[Stored data entries]
►
//! 2D obstacle geometry on the (x, z) plane.
//!
//! Closest-point queries drive hull contacts; ray casts drive the sonar.

use bathy_core::components::ObstacleShape;
use bathy_core::types::DVec2;

const PARALLEL_EPSILON: f64 = 1e-12;

/// Closest point on (or inside) `shape` to `p`. Returns `p` itself when `p`
/// lies inside the shape.
pub fn closest_point(shape: &ObstacleShape, p: DVec2) -> DVec2 {
    match *shape {
        ObstacleShape::Point { position, size } => closest_on_disc(position, size, p),
        ObstacleShape::Line {
            start,
            end,
            thickness,
        } => {
            let axis = closest_on_segment(start, end, p);
            closest_on_disc(axis, thickness * 0.5, p)
        }
        ObstacleShape::Rectangle {
            center,
            dimensions,
            rotation_deg,
        } => {
            let angle = rotation_deg.to_radians();
            let local = DVec2::from_angle(-angle).rotate(p - center);
            let half = dimensions * 0.5;
            let clamped = local.clamp(-half, half);
            center + DVec2::from_angle(angle).rotate(clamped)
        }
    }
}

/// Reference point of a shape, used when a contact point is degenerate.
pub fn shape_center(shape: &ObstacleShape) -> DVec2 {
    match *shape {
        ObstacleShape::Point { position, .. } => position,
        ObstacleShape::Line { start, end, .. } => (start + end) * 0.5,
        ObstacleShape::Rectangle { center, .. } => center,
    }
}

/// If a circle at `center` with `radius` touches `shape`, the unit normal
/// pointing from the circle into the shape.
///
/// When the circle's centre sits exactly on the shape's middle there is no
/// geometric direction, and `fallback` is returned instead.
pub fn contact_normal(
    shape: &ObstacleShape,
    center: DVec2,
    radius: f64,
    fallback: DVec2,
) -> Option<DVec2> {
    let closest = closest_point(shape, center);
    let offset = closest - center;
    if offset.length() > radius {
        return None;
    }
    let normal = offset.normalize_or_zero();
    if normal != DVec2::ZERO {
        return Some(normal);
    }
    // Centre is inside the shape: push toward the shape's middle.
    let inward = (shape_center(shape) - center).normalize_or_zero();
    if inward != DVec2::ZERO {
        Some(inward)
    } else {
        Some(fallback)
    }
}

/// Whether a circle overlaps `shape`.
pub fn overlaps(shape: &ObstacleShape, center: DVec2, radius: f64) -> bool {
    closest_point(shape, center).distance(center) <= radius
}

/// Distance along a ray of length `range` to the first hit on a line or
/// rectangle outline. Point obstacles are handled by the sonar's beam test.
pub fn ray_cast(shape: &ObstacleShape, origin: DVec2, dir: DVec2, range: f64) -> Option<f64> {
    match *shape {
        ObstacleShape::Point { .. } => None,
        ObstacleShape::Line { start, end, .. } => ray_segment(origin, dir, range, start, end),
        ObstacleShape::Rectangle { .. } => rectangle_corners(shape)
            .and_then(|corners| {
                (0..4)
                    .filter_map(|i| {
                        ray_segment(origin, dir, range, corners[i], corners[(i + 1) % 4])
                    })
                    .min_by(f64::total_cmp)
            }),
    }
}

/// Corners of a rectangle in winding order.
pub fn rectangle_corners(shape: &ObstacleShape) -> Option<[DVec2; 4]> {
    let ObstacleShape::Rectangle {
        center,
        dimensions,
        rotation_deg,
    } = *shape
    else {
        return None;
    };
    let rot = DVec2::from_angle(rotation_deg.to_radians());
    let h = dimensions * 0.5;
    Some([
        center + rot.rotate(DVec2::new(-h.x, -h.y)),
        center + rot.rotate(DVec2::new(h.x, -h.y)),
        center + rot.rotate(DVec2::new(h.x, h.y)),
        center + rot.rotate(DVec2::new(-h.x, h.y)),
    ])
}

fn closest_on_disc(center: DVec2, radius: f64, p: DVec2) -> DVec2 {
    let offset = p - center;
    let dist = offset.length();
    if dist <= radius {
        p
    } else {
        center + offset / dist * radius
    }
}

fn closest_on_segment(a: DVec2, b: DVec2, p: DVec2) -> DVec2 {
    let ab = b - a;
    let len_sq = ab.length_squared();
    if len_sq == 0.0 {
        return a;
    }
    let t = ((p - a).dot(ab) / len_sq).clamp(0.0, 1.0);
    a + ab * t
}

/// Ray (origin, unit dir, range) against segment [a, b].
fn ray_segment(origin: DVec2, dir: DVec2, range: f64, a: DVec2, b: DVec2) -> Option<f64> {
    let r = dir * range;
    let s = b - a;
    let denom = r.perp_dot(s);
    if denom.abs() < PARALLEL_EPSILON {
        return None;
    }
    let ao = a - origin;
    let t = ao.perp_dot(s) / denom;
    let u = ao.perp_dot(r) / denom;
    if (0.0..=1.0).contains(&t) && (0.0..=1.0).contains(&u) {
        Some(t * range)
    } else {
        None
    }
}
◄
Requirement =>
Look above for the line with "let local = DVec2::from_angle(-angle).rotate(p"; retype exactly that line, every line after it up to the line with "Whether a circle", and that line too, nothing else.

Solution =>
            let local = DVec2::from_angle(-angle).rotate(p - center);
            let half = dimensions * 0.5;
            let clamped = local.clamp(-half, half);
            center + DVec2::from_angle(angle).rotate(clamped)
        }
    }
}

/// Reference point of a shape, used when a contact point is degenerate.
pub fn shape_center(shape: &ObstacleShape) -> DVec2 {
    match *shape {
        ObstacleShape::Point { position, .. } => position,
        ObstacleShape::Line { start, end, .. } => (start + end) * 0.5,
        ObstacleShape::Rectangle { center, .. } => center,
    }
}

/// If a circle at `center` with `radius` touches `shape`, the unit normal
/// pointing from the circle into the shape.
///
/// When the circle's centre sits exactly on the shape's middle there is no
/// geometric direction, and `fallback` is returned instead.
pub fn contact_normal(
    shape: &ObstacleShape,
    center: DVec2,
    radius: f64,
    fallback: DVec2,
) -> Option<DVec2> {
    let closest = closest_point(shape, center);
    let offset = closest - center;
    if offset.length() > radius {
        return None;
    }
    let normal = offset.normalize_or_zero();
    if normal != DVec2::ZERO {
        return Some(normal);
    }
    // Centre is inside the shape: push toward the shape's middle.
    let inward = (shape_center(shape) - center).normalize_or_zero();
    if inward != DVec2::ZERO {
        Some(inward)
    } else {
        Some(fallback)
    }
}

/// Whether a circle overlaps `shape`.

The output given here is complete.